Come nella riflessione di Rita Miglietta di LBC, non si può negare che l’apertura di una struttura medio grande, da un lato può favorire la rigenerazione di un ambito urbano, dall’altro mette in seria difficoltà il piccolo commercio. Secondo Lecce Bene Comune le realtà commerciali in città non sorgono secondo un piano analitico e ben preciso, “nell’ottica di porsi come poli attrattori capaci di riqualificare ambiti urbani degradati, né coerentemente ad un bilancio sulla loro densità”. Al contrario, “sono sorte più per addizione, per riempimento di vuoti, spesso voltando le spalle a ciò che le circonda: basti pensare al complesso Agave".
In base alla riflessione di Rita Miglietta, a risentirne è “la qualità degli spazi pubblici, la loro vita quotidiana e le economie del quartiere, sia la qualità degli spostamenti”.
Di qui l’affondo di LBC . “La giunta nei giorni ha deliberato la realizzazione del cosiddetto Distretto Urbano del Commercio individuandolo nella zona compresa tra Piazza Mazzini e la 167. Il centro storico è fuori; Santa Rosa – dove il fenomeno della desertificazione è notevole – è fuori, come pure San Pio ed altri ambiti urbani. Perché? Analizzare l’offerta commerciale esistente in tutta la città, (comprendendo i mercati), leggere la tendenza in atto e incentivarne una nuova qualificandola per l’esercizio di vicinato (la filiera agroalimentare e forme miste di commercio), connetterla al sistema dell’ accessibilità (trasporto pubblico-privato, densità di parcheggi, aree pedonali, percorsi di mobilità dolce) è utile? Noi pensiamo di si”.

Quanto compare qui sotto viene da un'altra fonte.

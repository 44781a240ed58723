use rust_decimal::Decimal;
use scraper::{Html, Selector};
use std::sync::Arc;
use tracing::{debug, error, warn};

use crate::browser::{Locator, PageSession};
use crate::config::Config;
use crate::parsers::parse_price;

/// Reads the listed price from a product page.
///
/// The price node sits under a purchase panel whose `id` is generated per
/// page load, so the panel is located first and its id spliced into the
/// configured XPath.
pub struct PriceScraper {
    config: Arc<Config>,
}

impl PriceScraper {
    pub fn new(config: Arc<Config>) -> Self {
        Self { config }
    }

    /// Price on `url`, or zero when anything along the way fails.
    pub async fn fetch(&self, session: &mut dyn PageSession, url: &str) -> Decimal {
        if let Err(e) = session.open(url).await {
            error!("Failed to open page {}: {}", url, e);
            return Decimal::ZERO;
        }

        let Some(panel_id) = self.panel_id(session).await else {
            error!("No price panel id found on {}", url);
            return Decimal::ZERO;
        };

        let locator = Locator::XPath(self.config.price_xpath(&panel_id));
        match session.find(&locator, self.config.element_timeout()).await {
            Ok(Some(element)) => parse_price(&element.text, self.config.compare.price_precision),
            Ok(None) => {
                error!("Price element not found on {}", url);
                Decimal::ZERO
            }
            Err(e) => {
                error!("Failed to read price on {}: {}", url, e);
                Decimal::ZERO
            }
        }
    }

    async fn panel_id(&self, session: &mut dyn PageSession) -> Option<String> {
        let locator = Locator::ClassName(self.config.price.panel_class.clone());
        match session.find(&locator, self.config.element_timeout()).await {
            Ok(Some(panel)) => {
                if let Some(id) = panel.id.filter(|id| !id.is_empty()) {
                    return Some(id);
                }
                debug!("Price panel has no id attribute, falling back to page source");
            }
            Ok(None) => debug!("Price panel not found live, falling back to page source"),
            Err(e) => warn!("Price panel lookup failed: {}", e),
        }

        match session.page_source().await {
            Ok(html) => panel_id_from_source(&html, &self.config.panel_selector()),
            Err(e) => {
                error!("Failed to read page source: {}", e);
                None
            }
        }
    }
}

/// Find the `id` of the first `div` matching `panel_selector` in raw HTML.
pub fn panel_id_from_source(html: &str, panel_selector: &str) -> Option<String> {
    let selector = match Selector::parse(&format!("div{}", panel_selector)) {
        Ok(selector) => selector,
        Err(e) => {
            warn!("Invalid panel selector {:?}: {:?}", panel_selector, e);
            return None;
        }
    };

    let document = Html::parse_document(html);
    let panel_id = document
        .select(&selector)
        .filter_map(|panel| panel.value().attr("id"))
        .find(|id| !id.is_empty())
        .map(str::to_string);
    panel_id
}
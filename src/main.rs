use anyhow::{bail, Result};
use clap::Parser;
use std::path::PathBuf;
use std::sync::Arc;
use tokio::sync::mpsc;
use tracing::{error, info, warn};

use price_checker::app::Checker;
use price_checker::browser::ChromeSession;
use price_checker::config::Config;
use price_checker::logging::init_logging;
use price_checker::notify::{create_client, WebhookNotifier};
use price_checker::sheet;
use price_checker::ui::{dispatch, ConsoleView, Presenter};

#[derive(Parser, Debug)]
#[command(name = "price-checker", version, about = "Compare store and competitor prices and SKUs")]
struct Args {
    /// Spreadsheet with the link columns (xlsx, xls, ods or csv)
    #[arg(short, long)]
    file: PathBuf,

    /// TOML settings file (defaults to ./price_checker.toml when present)
    #[arg(short, long)]
    config: Option<PathBuf>,

    /// Minutes between runs; 0 runs once
    #[arg(short, long)]
    interval: Option<u64>,

    /// Run a single comparison and exit
    #[arg(long)]
    once: bool,

    /// Write the results of each run to this CSV file
    #[arg(long)]
    save: Option<PathBuf>,

    #[arg(long)]
    headless: bool,

    /// Attach to a running Chrome instead of launching one
    #[arg(long)]
    remote_debugging_url: Option<String>,

    /// Check the spreadsheet and exit
    #[arg(long)]
    validate_only: bool,

    #[arg(short, long)]
    verbose: bool,
}

fn apply_overrides(config: &mut Config, args: &Args) {
    if let Some(minutes) = args.interval {
        config.task.interval_minutes = minutes;
    }
    if args.headless {
        config.browser.headless = true;
    }
    if let Some(url) = &args.remote_debugging_url {
        config.browser.remote_debugging_url = Some(url.clone());
    }
}

#[tokio::main]
async fn main() -> Result<()> {
    let args = Args::parse();

    let mut config = Config::load(args.config.as_deref())?;
    apply_overrides(&mut config, &args);
    config.validate()?;

    let _log_guard = init_logging(&config.log, args.verbose)?;
    info!("Starting Price Checker");

    if args.validate_only {
        let report = sheet::validate(&args.file, &config.sheet)?;
        info!(
            "{} is valid: {} rows, {} blank link cells, expected SKU columns: {}",
            args.file.display(),
            report.rows,
            report.blank_links,
            if report.has_expected_skus { "yes" } else { "no" }
        );
        if report.blank_links > 0 {
            warn!("Rows with a blank link will be skipped");
        }
        return Ok(());
    }

    if !args.file.exists() {
        bail!("Spreadsheet not found: {}", args.file.display());
    }

    let config = Arc::new(config);
    let precision = config.compare.price_precision;

    let mut presenters: Vec<Box<dyn Presenter>> = vec![Box::new(ConsoleView::new(precision))];
    if let Some(webhook_url) = &config.notify.webhook_url {
        let client = create_client(&config.browser.user_agent)?;
        presenters.push(Box::new(WebhookNotifier::new(client, webhook_url.clone(), precision)));
        info!("Alerts will also be posted to the configured webhook");
    }

    let (tx, rx) = mpsc::unbounded_channel();
    let presentation = tokio::spawn(dispatch(rx, presenters));

    let checker = Checker::new(
        config.clone(),
        Box::new(ChromeSession::new(config.browser.clone())),
        tx,
    );
    checker.set_input(args.file.clone()).await;

    let save = args.save.clone();
    let scheduled = checker.run_scheduled(args.once, |rows| {
        if let Some(path) = &save {
            match sheet::save_results(path, rows, precision) {
                Ok(()) => info!("Saved {} rows to {}", rows.len(), path.display()),
                Err(e) => error!("Failed to save results to {}: {}", path.display(), e),
            }
        }
    });

    tokio::select! {
        result = scheduled => result?,
        _ = tokio::signal::ctrl_c() => {
            info!("Interrupted, shutting down");
            presentation.abort();
            return Ok(());
        }
    }

    drop(checker);
    if let Err(e) = presentation.await {
        error!("Presentation task failed: {}", e);
    }

    Ok(())
}
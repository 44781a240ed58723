use anyhow::{Context, Result};
use chrono::{DateTime, Local};
use std::path::Path;
use std::sync::Arc;
use tokio::sync::mpsc::UnboundedSender;
use tokio::time::sleep;
use tracing::{error, info, warn};

use crate::browser::PageSession;
use crate::compare::Comparator;
use crate::config::Config;
use crate::models::{ComparisonRow, LinkPair, RunEvent};
use crate::scrapers::{PriceScraper, SkuScraper};
use crate::sheet;

/// Identifies one run for the presentation side.
#[derive(Debug, Clone, Copy)]
pub struct RunContext {
    pub run: u32,
    pub first_run_at: DateTime<Local>,
    pub started_at: DateTime<Local>,
}

/// Scrapes and compares every link pair of a sheet, one row at a time.
pub struct Runner {
    config: Arc<Config>,
    prices: PriceScraper,
    skus: SkuScraper,
    comparator: Comparator,
}

impl Runner {
    pub fn new(config: Arc<Config>) -> Self {
        Self {
            prices: PriceScraper::new(config.clone()),
            skus: SkuScraper::new(config.clone()),
            comparator: Comparator::new(config.compare.price_precision),
            config,
        }
    }

    /// Read `sheet_path`, compare every pair and close the browser session.
    ///
    /// The session is closed whether or not the sheet could be read.
    pub async fn run(
        &self,
        session: &mut dyn PageSession,
        sheet_path: &Path,
        context: RunContext,
        events: &UnboundedSender<RunEvent>,
    ) -> Result<Vec<ComparisonRow>> {
        let result = self.run_sheet(session, sheet_path, context, events).await;

        if let Err(e) = session.close().await {
            error!("Failed to close browser: {}", e);
        }

        match &result {
            Ok(rows) => {
                info!("Run {} finished with {} rows", context.run, rows.len());
                emit(events, RunEvent::Completed { rows: rows.clone() });
            }
            Err(e) => {
                error!("Run {} failed: {:#}", context.run, e);
                emit(events, RunEvent::Failed(format!("{:#}", e)));
            }
        }
        result
    }

    async fn run_sheet(
        &self,
        session: &mut dyn PageSession,
        sheet_path: &Path,
        context: RunContext,
        events: &UnboundedSender<RunEvent>,
    ) -> Result<Vec<ComparisonRow>> {
        let pairs = sheet::read_link_pairs(sheet_path, &self.config.sheet)?;
        if !pairs.is_empty() {
            session
                .start()
                .await
                .context("Failed to start browser session")?;
        }

        emit(
            events,
            RunEvent::Started {
                run: context.run,
                first_run_at: context.first_run_at,
                started_at: context.started_at,
                total: pairs.len(),
            },
        );

        Ok(self.compare_pairs(session, &pairs, events).await)
    }

    /// Compare pairs in order, emitting progress, alerts and rows as they land.
    pub async fn compare_pairs(
        &self,
        session: &mut dyn PageSession,
        pairs: &[LinkPair],
        events: &UnboundedSender<RunEvent>,
    ) -> Vec<ComparisonRow> {
        let total = pairs.len();
        let mut rows = Vec::with_capacity(total);

        for (index, pair) in pairs.iter().enumerate() {
            let sequence = index + 1;
            emit(events, RunEvent::Progress(progress_percent(sequence, total)));

            let row = self.compare_pair(session, sequence, pair).await;
            for kind in self.comparator.alerts_for(&row, pair) {
                warn!("Row {}: {}", sequence, kind);
                emit(
                    events,
                    RunEvent::Alert {
                        kind,
                        row: row.clone(),
                        pair: pair.clone(),
                    },
                );
            }
            emit(events, RunEvent::Row(row.clone()));
            rows.push(row);

            if sequence < total {
                sleep(self.config.request_delay()).await;
            }
        }

        rows
    }

    async fn compare_pair(
        &self,
        session: &mut dyn PageSession,
        sequence: usize,
        pair: &LinkPair,
    ) -> ComparisonRow {
        let a_price = self.prices.fetch(session, &pair.link_a).await;
        let b_price = self.prices.fetch(session, &pair.link_b).await;
        let a_sku = self.skus.fetch_with_retry(session, &pair.link_a).await;
        let b_sku = self.skus.fetch_with_retry(session, &pair.link_b).await;

        ComparisonRow {
            sequence,
            a_price,
            b_price,
            a_sku,
            b_sku,
        }
    }
}

/// Percentage reached when starting row `sequence` (1-based) of `total`.
pub fn progress_percent(sequence: usize, total: usize) -> u8 {
    if total == 0 {
        return 100;
    }
    (sequence.min(total) * 100 / total) as u8
}

fn emit(events: &UnboundedSender<RunEvent>, event: RunEvent) {
    if events.send(event).is_err() {
        warn!("Presentation channel closed, dropping run event");
    }
}
use rust_decimal::Decimal;

use crate::models::{AlertKind, ComparisonRow, LinkPair};
use crate::parsers::{format_price, normalize_sku, round_price};

/// Exact-match rules for prices and SKUs.
#[derive(Debug, Clone, Copy)]
pub struct Comparator {
    price_precision: u32,
}

impl Comparator {
    pub fn new(price_precision: u32) -> Self {
        Self { price_precision }
    }

    pub fn price_precision(&self) -> u32 {
        self.price_precision
    }

    pub fn prices_match(&self, a: Decimal, b: Decimal) -> bool {
        round_price(a, self.price_precision) == round_price(b, self.price_precision)
    }

    /// Empty SKUs never match, not even each other.
    pub fn skus_match(&self, a: &str, b: &str) -> bool {
        let a = normalize_sku(a);
        let b = normalize_sku(b);
        !a.is_empty() && !b.is_empty() && a == b
    }

    pub fn format_price(&self, value: Decimal) -> String {
        format_price(value, self.price_precision)
    }

    /// Alerts raised for one compared row.
    ///
    /// The store/competitor SKU checks against the sheet only run once the two
    /// scraped SKUs already disagree, and only for columns the sheet filled in.
    pub fn alerts_for(&self, row: &ComparisonRow, pair: &LinkPair) -> Vec<AlertKind> {
        let mut alerts = Vec::new();

        if !self.prices_match(row.a_price, row.b_price) {
            alerts.push(AlertKind::PriceMismatch);
        }

        if !self.skus_match(&row.a_sku, &row.b_sku) {
            alerts.push(AlertKind::SkuMismatch);

            if let Some(expected) = &pair.expected_sku_a {
                if !self.skus_match(&row.a_sku, expected) {
                    alerts.push(AlertKind::LocalSkuMismatch);
                }
            }
            if let Some(expected) = &pair.expected_sku_b {
                if !self.skus_match(&row.b_sku, expected) {
                    alerts.push(AlertKind::CompetitorSkuMismatch);
                }
            }
        }

        alerts
    }
}

#[cfg(test)]
mod tests {
    use super::*;
    use pretty_assertions::assert_eq;
    use std::str::FromStr;

    fn dec(s: &str) -> Decimal {
        Decimal::from_str(s).unwrap()
    }

    fn row(a_price: &str, b_price: &str, a_sku: &str, b_sku: &str) -> ComparisonRow {
        ComparisonRow {
            sequence: 1,
            a_price: dec(a_price),
            b_price: dec(b_price),
            a_sku: a_sku.to_string(),
            b_sku: b_sku.to_string(),
        }
    }

    #[test]
    fn prices_ignore_trailing_zero_formatting() {
        let comparator = Comparator::new(2);
        assert!(comparator.prices_match(dec("12.5"), dec("12.50")));
        assert!(comparator.prices_match(dec("12.004"), dec("12.00")));
        assert!(!comparator.prices_match(dec("12.50"), dec("12.51")));
    }

    #[test]
    fn precision_controls_price_equality() {
        assert!(Comparator::new(0).prices_match(dec("12.4"), dec("12.1")));
        assert!(!Comparator::new(1).prices_match(dec("12.4"), dec("12.1")));
    }

    #[test]
    fn skus_ignore_case_and_surrounding_whitespace() {
        let comparator = Comparator::new(2);
        assert!(comparator.skus_match(" abc123 ", "ABC123"));
        assert!(!comparator.skus_match("ABC123", "ABC124"));
    }

    #[test]
    fn empty_skus_never_match() {
        let comparator = Comparator::new(2);
        assert!(!comparator.skus_match("", ""));
        assert!(!comparator.skus_match("  ", "ABC"));
    }

    #[test]
    fn matching_row_raises_no_alerts() {
        let comparator = Comparator::new(2);
        let pair = LinkPair::new("a", "b");
        assert!(comparator
            .alerts_for(&row("10", "10.00", "x1", "X1"), &pair)
            .is_empty());
    }

    #[test]
    fn sku_mismatch_checks_expected_columns() {
        let comparator = Comparator::new(2);
        let pair = LinkPair::new("a", "b")
            .with_expected_skus(Some("X1".to_string()), Some("Y9".to_string()));

        assert_eq!(
            comparator.alerts_for(&row("10", "11", "x1", "Y2"), &pair),
            vec![
                AlertKind::PriceMismatch,
                AlertKind::SkuMismatch,
                AlertKind::CompetitorSkuMismatch
            ]
        );
    }

    #[test]
    fn blank_expected_columns_skip_sub_alerts() {
        let comparator = Comparator::new(2);
        let pair = LinkPair::new("a", "b").with_expected_skus(Some("  ".to_string()), None);

        assert_eq!(
            comparator.alerts_for(&row("10", "10", "", "Y2"), &pair),
            vec![AlertKind::SkuMismatch]
        );
    }

    #[test]
    fn format_price_uses_precision() {
        assert_eq!(Comparator::new(2).format_price(dec("3")), "3.00");
        assert_eq!(Comparator::new(1).format_price(dec("3.25")), "3.3");
    }
}
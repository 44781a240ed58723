//! Store vs competitor price and SKU checker.
//!
//! Reads link pairs from a spreadsheet, scrapes both product pages through a
//! Chrome DevTools session and reports price or SKU mismatches.

pub mod app;
pub mod browser;
pub mod compare;
pub mod config;
pub mod logging;
pub mod models;
pub mod notify;
pub mod parsers;
pub mod runner;
pub mod scrapers;
pub mod sheet;
pub mod ui;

Si ricorda certamente il dibattito relativo all’istituzione delle Zone Franche Urbane, ovvero zona dalla fiscalità agevolata per le piccole e medie imprese. Secondo il Gruppo che vede a capo Carlo Salvemini “La fiscalità urbana non è l’unico strumento utile per contrastare la desertificazione; è lecito ad esempio chiedersi quale bilancio emerge oggi a dall’istituzione delle Zone Franche”.
In base alla Legge Regionale 24/2015 “Codice del Commercio” i Comuni sono chiamati a contrastare il fenomeno della desertificazione commerciale con la redazione di un documento strategico che possa conciliare le politiche urbanistiche con l’ offerta commerciale, secondo una visione di sviluppo socio-economico. “La nascita del distretto commerciale senza questo documento, e senza alcun nesso con il nuovo PUG, rischia di essere una scelta appesa sul nulla e ininfluente” conclude Rita Miglietta di Lecce Bene Comune.